The integrated modules/units, if implemented in the form of software functional units and sold or used as separate products, may be stored in a computer readable storage medium. Based on such understanding, all or part of the flow in the method of the embodiments described above can be realized by a computer program, which can be stored in a computer-readable storage medium and can realize the steps of the embodiments of the methods described above when the computer program is executed by a processor. . Wherein the computer program comprises computer program code, which may be in the form of source code, object code, an executable file or some intermediate form, etc. The computer-readable medium may include: any entity or device capable of carrying the computer program code, recording medium, usb disk, removable hard disk, magnetic disk, optical disk, computer Memory, Read-Only Memory (ROM), Random Access Memory (RAM), electrical carrier wave signals, telecommunications signals, software distribution medium, and the like.
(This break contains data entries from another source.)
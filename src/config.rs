//! Command-line arguments and the validated settings derived from them.

use std::time::Duration;

use clap::Parser;

use crate::error::ConfigError;
use crate::fractal::Rule;
use crate::geometry::{Point, Segment};

pub const WINDOW_W: u32 = 800;
pub const WINDOW_H: u32 = 600;
pub const DEFAULT_GENERATIONS: usize = 10;
pub const DEFAULT_DELAY_MS: u64 = 1000;
pub const DEFAULT_SEED: Segment = Segment::new(Point::new(250.0, 300.0), Point::new(550.0, 300.0));

/// Largest generation the viewer agrees to build (Koch generation 11).
pub const MAX_SEGMENTS: u64 = 1 << 22;

#[derive(Parser, Debug)]
#[command(name = "line-fractals")]
#[command(about = "Grow a C, Dragon or Koch curve one generation per frame")]
pub struct Args {
    /// Subdivision rule: C, Dragon or Koch (case-sensitive)
    pub rule: String,

    /// Number of generations to display, counting the seed
    #[arg(short, long, default_value_t = DEFAULT_GENERATIONS)]
    pub generations: usize,

    /// How long each generation stays on screen
    #[arg(long, default_value_t = DEFAULT_DELAY_MS)]
    pub delay_ms: u64,

    #[arg(long, default_value_t = WINDOW_W)]
    pub width: u32,

    #[arg(long, default_value_t = WINDOW_H)]
    pub height: u32,

    /// Seed segment as x1,y1,x2,y2 in window pixels
    #[arg(long, value_parser = parse_seed, allow_hyphen_values = true)]
    pub seed: Option<Segment>,

    /// Print every displayed generation to stdout
    #[arg(long)]
    pub dump: bool,

    /// Keep the window open after the last generation
    #[arg(long)]
    pub hold: bool,
}

#[derive(Clone, Debug, PartialEq)]
pub struct Config {
    pub rule: String,
    pub generations: usize,
    pub delay: Duration,
    pub width: u32,
    pub height: u32,
    pub seed: Segment,
    pub dump: bool,
    pub hold: bool,
}

impl Config {
    /// Config with default window and pacing for `rule`.
    pub fn new(rule: impl Into<String>) -> Self {
        Self {
            rule: rule.into(),
            generations: DEFAULT_GENERATIONS,
            delay: Duration::from_millis(DEFAULT_DELAY_MS),
            width: WINDOW_W,
            height: WINDOW_H,
            seed: DEFAULT_SEED,
            dump: false,
            hold: false,
        }
    }

    pub fn from_args(args: Args) -> Result<Self, ConfigError> {
        let config = Self {
            rule: args.rule,
            generations: args.generations,
            delay: Duration::from_millis(args.delay_ms),
            width: args.width,
            height: args.height,
            seed: args.seed.unwrap_or(DEFAULT_SEED),
            dump: args.dump,
            hold: args.hold,
        };
        config.validate()?;
        Ok(config)
    }

    /// `None` when the rule name is not recognised.
    pub fn resolved_rule(&self) -> Option<Rule> {
        Rule::from_name(&self.rule)
    }

    pub fn validate(&self) -> Result<(), ConfigError> {
        if self.generations == 0 {
            return Err(ConfigError::NoGenerations);
        }
        if self.width == 0 || self.height == 0 {
            return Err(ConfigError::EmptyWindow {
                width: self.width,
                height: self.height,
            });
        }
        // An unknown rule empties the curve after the seed, so only real
        // rules need sizing.
        if let Some(rule) = self.resolved_rule() {
            let last = u32::try_from(self.generations - 1).unwrap_or(u32::MAX);
            let segments = rule.segment_count(1, last).unwrap_or(u64::MAX);
            if segments > MAX_SEGMENTS {
                return Err(ConfigError::TooManySegments {
                    rule: rule.name().to_string(),
                    generation: last,
                    segments,
                    limit: MAX_SEGMENTS,
                });
            }
        }
        Ok(())
    }
}

/// Parse `x1,y1,x2,y2`.
pub fn parse_seed(s: &str) -> Result<Segment, ConfigError> {
    let coords = s
        .split(',')
        .map(|part| part.trim().parse::<f64>())
        .collect::<Result<Vec<_>, _>>()
        .map_err(|_| ConfigError::InvalidSeed(s.to_string()))?;
    match coords.as_slice() {
        &[x1, y1, x2, y2] if coords.iter().all(|c| c.is_finite()) => {
            Ok(Segment::new(Point::new(x1, y1), Point::new(x2, y2)))
        }
        _ => Err(ConfigError::InvalidSeed(s.to_string())),
    }
}
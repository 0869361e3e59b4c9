use std::io::Write;
use std::time::Instant;

use clap::Parser;
use line_fractals::config::{Args, Config};
use line_fractals::curve::Curve;
use line_fractals::error::{RenderError, RenderResult};
use line_fractals::raster::Rgba;
use line_fractals::write_listing;
use log::{error, info, warn};
use pixels::{Pixels, SurfaceTexture};
use winit::dpi::{LogicalSize, PhysicalSize};
use winit::event::{ElementState, Event, KeyboardInput, VirtualKeyCode, WindowEvent};
use winit::event_loop::{ControlFlow, EventLoop};
use winit::window::{Window, WindowBuilder};

const BACKGROUND: Rgba = Rgba::WHITE;
const STROKE: Rgba = Rgba::RED;

fn main() -> anyhow::Result<()> {
    env_logger::init();

    let config = Config::from_args(Args::parse())?;
    let mut curve = Curve::new(&config.rule, vec![config.seed], config.generations);
    if curve.rule().is_none() {
        warn!(
            "unknown rule {:?} (expected C, Dragon or Koch); the curve will be empty after the seed",
            config.rule
        );
    }
    info!(
        "Starting {} curve: {} generations, {:?} per frame",
        config.rule, config.generations, config.delay
    );

    let event_loop = EventLoop::new();
    let window = build_window(&event_loop, &config)?;
    // The buffer stays in logical window pixels, which is the space the seed
    // lives in; only the surface follows the physical size.
    let (width, height) = (config.width, config.height);
    let mut pixels = create_pixels(&window, width, height)?;

    show_generation(&window, &curve, config.dump);
    let mut deadline = Instant::now() + hold_time(&curve, &config);
    let mut idle = false;

    event_loop.run(move |event, _, control_flow| {
        *control_flow = if idle {
            ControlFlow::Wait
        } else {
            ControlFlow::WaitUntil(deadline)
        };
        match event {
            Event::WindowEvent { event, .. } => match event {
                WindowEvent::CloseRequested => *control_flow = ControlFlow::Exit,
                WindowEvent::KeyboardInput { input, .. } => {
                    if is_escape(&input) {
                        *control_flow = ControlFlow::Exit;
                    }
                }
                WindowEvent::Resized(new_size) => {
                    if let Err(e) = resize(&mut pixels, new_size) {
                        error!("Resize surface error: {e}");
                    }
                    window.request_redraw();
                }
                WindowEvent::ScaleFactorChanged { new_inner_size, .. } => {
                    if let Err(e) = resize(&mut pixels, *new_inner_size) {
                        error!("Scale factor resize surface error: {e}");
                    }
                    window.request_redraw();
                }
                _ => {}
            },
            Event::MainEventsCleared => {
                if idle || Instant::now() < deadline {
                    return;
                }
                if curve.advance() {
                    show_generation(&window, &curve, config.dump);
                    deadline = Instant::now() + hold_time(&curve, &config);
                    *control_flow = ControlFlow::WaitUntil(deadline);
                } else if config.hold {
                    idle = true;
                    *control_flow = ControlFlow::Wait;
                } else {
                    info!("Finished after generation {}", curve.generation());
                    *control_flow = ControlFlow::Exit;
                }
            }
            Event::RedrawRequested(_) => {
                // Resizes only need the existing buffer presented again
                curve.render(pixels.frame_mut(), width, height, BACKGROUND, STROKE);
                if let Err(e) = pixels.render() {
                    error!("pixels.render() failed: {e}");
                    *control_flow = ControlFlow::Exit;
                }
            }
            _ => {}
        }
    });
}

fn build_window(event_loop: &EventLoop<()>, config: &Config) -> RenderResult<Window> {
    let window = WindowBuilder::new()
        .with_title(format!("Line Fractals - {}", config.rule))
        .with_inner_size(LogicalSize::new(config.width as f64, config.height as f64))
        .build(event_loop)?;
    Ok(window)
}

fn create_pixels(window: &Window, width: u32, height: u32) -> RenderResult<Pixels> {
    let size = window.inner_size();
    let surface_texture = SurfaceTexture::new(size.width.max(1), size.height.max(1), window);
    Ok(Pixels::new(width, height, surface_texture)?)
}

fn resize(pixels: &mut Pixels, size: PhysicalSize<u32>) -> Result<(), RenderError> {
    pixels.resize_surface(size.width.max(1), size.height.max(1))?;
    Ok(())
}

fn is_escape(input: &KeyboardInput) -> bool {
    input.state == ElementState::Pressed && input.virtual_keycode == Some(VirtualKeyCode::Escape)
}

/// The last generation stays up for an extra delay before the window closes.
fn hold_time(curve: &Curve, config: &Config) -> std::time::Duration {
    if curve.is_finished() && !config.hold {
        config.delay * 2
    } else {
        config.delay
    }
}

fn show_generation(window: &Window, curve: &Curve, dump: bool) {
    info!(
        "Generation {}: {} segments",
        curve.generation(),
        curve.lines().len()
    );
    window.set_title(&format!("Line Fractals - {}", curve.info_string()));
    if dump {
        let stdout = std::io::stdout();
        let mut out = stdout.lock();
        if let Err(e) = write_listing(&mut out, curve.lines()).and_then(|_| out.flush()) {
            error!("Failed to dump generation {}: {e}", curve.generation());
        }
    }
    window.request_redraw();
}
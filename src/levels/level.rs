use crate::format::{dimension_english_name, dimension_marketing_name, readable_bitrate};
use serde::{Deserialize, Serialize};
use std::cmp::Ordering;

/// Level description as reported by the host's level list.
///
/// Any of the dimensions may be missing on malformed sources.
#[derive(Debug, Clone, Copy, PartialEq, Eq, Serialize, Deserialize)]
pub struct RawLevel {
    pub id: usize,
    #[serde(default)]
    pub width: Option<u32>,
    #[serde(default)]
    pub height: Option<u32>,
    #[serde(default)]
    pub bitrate: Option<u64>,
}

impl RawLevel {
    pub fn new(id: usize, width: u32, height: u32, bitrate: u64) -> Self {
        Self {
            id,
            width: Some(width),
            height: Some(height),
            bitrate: Some(bitrate),
        }
    }
}

/// Key identifying content-identical levels.
///
/// Equality compares every component, so distinct triples with the same
/// width + height + bitrate sum never collide. Ordering follows that sum and
/// falls back to the components on ties.
#[derive(Debug, Clone, Copy, PartialEq, Eq, Hash, Serialize, Deserialize)]
pub struct UniqueId {
    pub width: u32,
    pub height: u32,
    pub bitrate: u64,
}

impl UniqueId {
    pub fn new(width: u32, height: u32, bitrate: u64) -> Self {
        Self {
            width,
            height,
            bitrate,
        }
    }

    pub fn sum(&self) -> u128 {
        self.width as u128 + self.height as u128 + self.bitrate as u128
    }
}

impl Ord for UniqueId {
    fn cmp(&self, other: &Self) -> Ordering {
        self.sum()
            .cmp(&other.sum())
            .then(self.width.cmp(&other.width))
            .then(self.height.cmp(&other.height))
            .then(self.bitrate.cmp(&other.bitrate))
    }
}

impl PartialOrd for UniqueId {
    fn partial_cmp(&self, other: &Self) -> Option<Ordering> {
        Some(self.cmp(other))
    }
}

/// A normalized quality level held by the catalog
#[derive(Debug, Clone, PartialEq, Eq, Serialize)]
pub struct QualityLevel {
    pub id: usize,
    pub unique_id: UniqueId,
    pub width: u32,
    pub height: u32,
    pub bitrate: u64,
    pub dimension: String,
    pub dimension_english_name: &'static str,
    pub dimension_marketing_name: String,
    pub bitrate_name: String,
    pub is_current: bool,
}

impl QualityLevel {
    pub fn new(id: usize, width: u32, height: u32, bitrate: u64) -> Self {
        Self {
            id,
            unique_id: UniqueId::new(width, height, bitrate),
            width,
            height,
            bitrate,
            dimension: format!("{}x{}", width, height),
            dimension_english_name: dimension_english_name(height),
            dimension_marketing_name: dimension_marketing_name(height),
            bitrate_name: readable_bitrate(bitrate),
            is_current: false,
        }
    }

    /// Builds a level if width, height and bitrate are all present
    pub fn from_raw(raw: &RawLevel) -> Option<Self> {
        match (raw.width, raw.height, raw.bitrate) {
            (Some(width), Some(height), Some(bitrate)) => {
                Some(Self::new(raw.id, width, height, bitrate))
            }
            _ => None,
        }
    }
}

#[cfg(test)]
mod tests {
    use super::*;

    #[test]
    fn test_quality_level_derived_fields() {
        let level = QualityLevel::new(2, 1920, 1080, 5_000_000);
        assert_eq!(level.id, 2);
        assert_eq!(level.dimension, "1920x1080");
        assert_eq!(level.dimension_english_name, "FHD");
        assert_eq!(level.dimension_marketing_name, "1080p");
        assert_eq!(level.bitrate_name, "4.8 Mbps");
        assert!(!level.is_current);
    }

    #[test]
    fn test_from_raw_requires_all_fields() {
        let complete = RawLevel::new(0, 640, 360, 800_000);
        assert!(QualityLevel::from_raw(&complete).is_some());

        let missing_width = RawLevel {
            width: None,
            ..complete
        };
        let missing_height = RawLevel {
            height: None,
            ..complete
        };
        let missing_bitrate = RawLevel {
            bitrate: None,
            ..complete
        };
        assert!(QualityLevel::from_raw(&missing_width).is_none());
        assert!(QualityLevel::from_raw(&missing_height).is_none());
        assert!(QualityLevel::from_raw(&missing_bitrate).is_none());
    }

    #[test]
    fn test_identical_triples_share_unique_id() {
        let a = QualityLevel::new(0, 1280, 720, 2_500_000);
        let b = QualityLevel::new(1, 1280, 720, 2_500_000);
        assert_eq!(a.unique_id, b.unique_id);
    }

    #[test]
    fn test_equal_sums_do_not_collide() {
        let a = UniqueId::new(640, 480, 1000);
        let b = UniqueId::new(640, 479, 1001);
        assert_eq!(a.sum(), b.sum());
        assert_ne!(a, b);
        assert_ne!(a.cmp(&b), Ordering::Equal);
    }

    #[test]
    fn test_unique_id_orders_by_sum() {
        let low = UniqueId::new(640, 360, 800_000);
        let high = UniqueId::new(1280, 720, 2_500_000);
        assert!(low < high);

        // a wider but lower bitrate level still sorts by the total
        let wide = UniqueId::new(3840, 2160, 100);
        assert!(wide < low);
    }
}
It should be noted that the computer readable medium may contain other components which may be suitably increased or decreased as required by legislation and patent practice in jurisdictions, for example, in some jurisdictions, computer readable media which may not include electrical carrier signals and telecommunications signals in accordance with legislation and patent practice.
The above-mentioned embodiments are only used for illustrating the technical solutions of the present application, and not for limiting the same; although the present application has been described in detail with reference to the foregoing embodiments, it should be understood by those of ordinary skill in the art that: the technical solutions described in the foregoing embodiments may still be modified, or some technical features may be equivalently replaced; such modifications and substitutions do not substantially depart from the spirit and scope of the embodiments of the present application and are intended to be included within the scope of the present application.